Am Freitag fingen wir mit dem Mentalteil der Hunde an. Hierzu waren alle anwesenden LCC und Anwärter auf dem Platz. Urs hetzte die ersten beiden Hunde, um uns noch einmal zu zeigen, worauf es ankommt und danach wurden die Anwärter durchgewechselt und alle konnten einmal hetzen. Die restlichen LCC haben die Hunde danach in kleiner Gruppe zusammen durchgesprochen. Anschließend wurde auch hier bei den LCC Anwärtern durchgewechselt, wer den Hund für das  Publikum und die Organisatoren bespricht. Hierbei ging es darum, nicht einfach nur das Blatt abzulesen, sondern auch mit eigenen Worten das zu beschreiben, was wir kurz vorher gesehen haben. Am Nachmittag ging es darum, das am Vortag Erlernte in kleinen Gruppen, jeweils ein LCC + ein bis zwei Anwärter, in die Praxis umzusetzen, und dabei habe ich auch gemerkt haben, dass zwischen Theorie und Praxis doch noch ein gewaltiger Unterschied ist.

 

Das Seminar am Samstag von Chris Berensmann war wieder ein absolutes Highlight, wo wir mal wieder einen neuen Ansatz der Hundeausbildung kennengelernt haben. Er hat in kurzen Sätzen noch einmal unsere Farbenlehre und das Lernen eines Hundes erklärt und anschließend mit kurzen Videosequenzen von einem 6 Wochen alten Welpen bis zu einem 1,5 Jahre alten Schäferhund seinen Weg der Hundeausbildung verdeutlicht. Nach dem Mittag ging es raus aufs Feld, wo manche Seminarteilnehmer ihre Hunde vorgestellt haben und unter Anleitung vor Chris, kleine schnelle Fortschritte sehen konnten.
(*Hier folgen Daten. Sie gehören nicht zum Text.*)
impl TrainingService {
    pub fn new(
        registry: Arc<dyn ModelRegistry>,
        features: Arc<dyn FeatureStore>,
        families: Vec<Arc<dyn ModelFamily>>,
        config: TrainingConfig,
    ) -> Self {
        Self {
            registry,
            features,
            families,
            config,
            key_locks: Mutex::new(HashMap::new()),
        }
    }

    pub fn config(&self) -> &TrainingConfig {
        &self.config
    }

    /// Full training pass: directional families, then anomaly detectors.
    ///
    /// Dataset and training failures are recorded as skipped sub-runs;
    /// storage errors and cancellation abort the pass.
    pub async fn run(&self, now: DateTime<Utc>, cancel: &CancellationToken) -> Result<TrainingReport> {
        let mut report = TrainingReport::default();
        self.train_directional(now, cancel, &mut report).await?;
        if self.config.anomaly_enabled {
            self.train_anomaly(now, cancel, &mut report).await?;
        }
        info!(
            "Training pass finished: {} trained, {} promoted, {} skipped",
            report.trained(),
            report.promoted(),
            report.skipped.len()
        );
        Ok(report)
    }

    pub async fn train_directional(
        &self,
        now: DateTime<Utc>,
        cancel: &CancellationToken,
        report: &mut TrainingReport,
    ) -> Result<()> {
        let interval = self.config.primary_interval;
        if self.families.is_empty() {
            return Ok(());
        }
        cancel.check()?;

        let from = now - Duration::days(self.config.train_window_days);
        let rows = self
            .features
            .list_labeled_rows(interval, from, now)
            .await
            .context("Failed to load labeled feature rows")?;
        let dataset = LabeledDataset::from_rows(&rows);

        // a split needs at least one train and one test row
        let need = self.config.min_train_samples.max(2);
        if dataset.len() < need {
            let err = MlError::InsufficientSamples {
                context: format!("directional training on {}", interval),
                have: dataset.len(),
                need,
            };
            warn!("{}", err);
            for family in &self.families {
                report.skipped.push(SkippedRun {
                    model_key: family.key().to_string(),
                    interval,
                    reason: err.to_string(),
                });
            }
            return Ok(());
        }

        let split = Arc::new(dataset.split()?);
        let (trained_from, trained_to) = dataset
            .time_range()
            .ok_or_else(|| anyhow!("labeled dataset has no time range"))?;
        let names = feature_names();
        info!(
            "Directional dataset on {}: {} train / {} validation / {} test",
            interval,
            split.bounds.train_len(),
            split.bounds.validation_len(),
            split.bounds.test_len()
        );

        for family in &self.families {
            cancel.check()?;
            let key = family.key().to_string();

            let fit_family = Arc::clone(family);
            let fit_split = Arc::clone(&split);
            let fit_names = names.clone();
            let fitted = tokio::task::spawn_blocking(move || -> Result<_> {
                let model = fit_family.train(&fit_split.train_x, &fit_split.train_y, &fit_names)?;
                let probs = model.predict_batch(&fit_split.test_x)?;
                let artifact = model.marshal_binary()?;
                Ok((model.hyperparameters(), probs, artifact))
            })
            .await
            .context("Training task panicked")?;

            let (hyperparameters, probs, artifact) = match fitted {
                Ok(fitted) => fitted,
                Err(e) => {
                    warn!("Training {} failed: {:#}", key, e);
                    report.skipped.push(SkippedRun {
                        model_key: key,
                        interval,
                        reason: format!("{:#}", e),
                    });
                    continue;
                }
            };

            let probs: Vec<f64> = probs.iter().map(|p| p.clamp(0.0, 1.0)).collect();
            let mut metrics = compute_classification_metrics(&probs, &split.test_y);
            metrics.train_count = split.bounds.train_len();
            metrics.validation_count = split.bounds.validation_len();
            info!(
                "{} trained: auc={:.4} accuracy={:.4} brier={:.4} test_count={}",
                key, metrics.auc, metrics.accuracy, metrics.brier, metrics.test_count
            );

            let candidate = Candidate {
                model_key: key,
                interval,
                trained_from,
                trained_to,
                hyperparameters,
                metrics: serde_json::to_value(&metrics)?,
                artifact_format: family.artifact_format(),
                artifact,
                rule: PromotionRule::Directional {
                    auc: metrics.auc,
                    test_count: metrics.test_count,
                },
            };
            report.results.push(self.persist_and_promote(candidate).await?);
        }
        Ok(())
    }

    pub async fn train_anomaly(
        &self,
        now: DateTime<Utc>,
        cancel: &CancellationToken,
        report: &mut TrainingReport,
    ) -> Result<()> {
        let from = now - Duration::days(self.config.train_window_days);
        let need = self.config.min_anomaly_samples();

        for &interval in &self.config.intervals {
            cancel.check()?;
            let key = anomaly_model_key(interval);

            let rows = self
                .features
                .list_rows(interval, from, now)
                .await
                .with_context(|| format!("Failed to load feature rows for {}", interval))?;
            if rows.len() < need {
                let err = MlError::InsufficientSamples {
                    context: format!("anomaly training on {}", interval),
                    have: rows.len(),
                    need,
                };
                warn!("{}", err);
                report.skipped.push(SkippedRun {
                    model_key: key,
                    interval,
                    reason: err.to_string(),
                });
                continue;
            }

            let trained_from = rows.iter().map(|r| r.open_time).min().unwrap_or(from);
            let trained_to = rows.iter().map(|r| r.open_time).max().unwrap_or(now);
            let matrix = unlabeled_matrix(&rows);
            let options = self.config.isolation_forest;
            let fit_key = key.clone();

            let fitted = tokio::task::spawn_blocking(move || -> Result<_> {
                let model = IsolationForestModel::train(
                    &fit_key,
                    interval,
                    &matrix,
                    &feature_names(),
                    options,
                    trained_from,
                    trained_to,
                )?;
                let scores = model.score_batch(&matrix);
                let artifact = model.marshal_binary()?;
                Ok((model.hyperparameters(), scores, artifact))
            })
            .await
            .context("Training task panicked")?;

            let (hyperparameters, scores, artifact) = match fitted {
                Ok(fitted) => fitted,
                Err(e) => {
                    warn!("Training {} failed: {:#}", key, e);
                    report.skipped.push(SkippedRun {
                        model_key: key,
                        interval,
                        reason: format!("{:#}", e),
                    });
                    continue;
                }
            };

            let metrics = compute_anomaly_score_metrics(&scores);
            info!(
                "{} trained: score_mean={:.4} score_std={:.4} score_p95={:.4} rows={}",
                key, metrics.score_mean, metrics.score_std, metrics.score_p95, metrics.train_count
            );

            let candidate = Candidate {
                model_key: key,
                interval,
                trained_from,
                trained_to,
                hyperparameters,
                metrics: serde_json::to_value(&metrics)?,
                artifact_format: ArtifactFormat::Json,
                artifact,
                rule: PromotionRule::Anomaly {
                    score_std: metrics.score_std,
                },
            };
            report.results.push(self.persist_and_promote(candidate).await?);
        }
        Ok(())
    }

    async fn key_lock(&self, model_key: &str) -> Arc<Mutex<()>> {
        let mut locks = self.key_locks.lock().await;
        Arc::clone(
            locks
                .entry(model_key.to_string())
                .or_insert_with(|| Arc::new(Mutex::new(()))),
        )
    }

    /// Version allocation, insert and activation for one key run under that
    /// key's lock; registry errors propagate.
    async fn persist_and_promote(&self, candidate: Candidate) -> Result<TrainingResult> {
        let lock = self.key_lock(&candidate.model_key).await;
        let _guard = lock.lock().await;

        let key = candidate.model_key.as_str();
        let version = self.registry.next_version(key).await?;
        let record = ModelVersion::new(
            key,
            version,
            candidate.trained_from,
            candidate.trained_to,
            candidate.hyperparameters.to_string(),
            candidate.metrics.to_string(),
            candidate.artifact_format,
            candidate.artifact,
        );
        let stored = self.registry.insert_model_version(&record).await?;
        let active = self.registry.get_active_model(key).await?;

        let decision = match candidate.rule {
            PromotionRule::Directional { auc, test_count } => {
                should_promote_directional(active.as_ref(), stored.version, auc, test_count)
            }
            PromotionRule::Anomaly { score_std } => {
                should_promote_anomaly(active.as_ref(), stored.version, score_std)
            }
        };

        let (promoted, promotion_error) = match decision {
            Ok(true) => {
                let already_active = active
                    .as_ref()
                    .is_some_and(|a| a.version == stored.version && a.is_active);
                if !already_active {
                    self.registry.activate_model(key, stored.version).await?;
                    info!("Promoted {} v{}", key, stored.version);
                }
                (true, None)
            }
            Ok(false) => {
                info!("{} v{} kept inactive", key, stored.version);
                (false, None)
            }
            Err(e) => {
                warn!("Promotion check for {} v{} failed: {:#}", key, stored.version, e);
                (false, Some(format!("{:#}", e)))
            }
        };

        Ok(TrainingResult {
            model_key: candidate.model_key,
            interval: candidate.interval,
            version: stored.version,
            metrics: candidate.metrics,
            promoted,
            promotion_error,
        })
    }
}
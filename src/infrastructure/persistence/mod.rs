pub mod database;
pub mod feature_import;
pub mod repositories;

pub use database::Database;

use anyhow::{Result, anyhow};
use chrono::{DateTime, TimeZone, Utc};

/// Timestamps are stored as INTEGER unix seconds
pub(crate) fn datetime_from_unix(secs: i64) -> Result<DateTime<Utc>> {
    Utc.timestamp_opt(secs, 0)
        .single()
        .ok_or_else(|| anyhow!("Invalid unix timestamp: {}", secs))
}

pub(crate) fn optional_datetime(secs: Option<i64>) -> Result<Option<DateTime<Utc>>> {
    secs.map(datetime_from_unix).transpose()
}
Ab ca. 17 Uhr wurde dann noch einmal Schutzdienst trainiert.

 

Der Sonntag bestand vormittags aus dem zweiten Teil, Praxis des  Seminars von Chris Berensmann.  Die LCC-Woche endete in diesem Jahr mit einer Ausstellung.

 

Es war eine sehr interessante, schöne und anstrengende Woche. Ich habe viel gelernt, Freunde wiedergetroffen und kam im Training ordentliche Schritte nach vorne. Für mich war es ein Highlight dieses Jahres und es hat mir wieder gezeigt, dass der RSV2000 der richtige Verein für mich ist.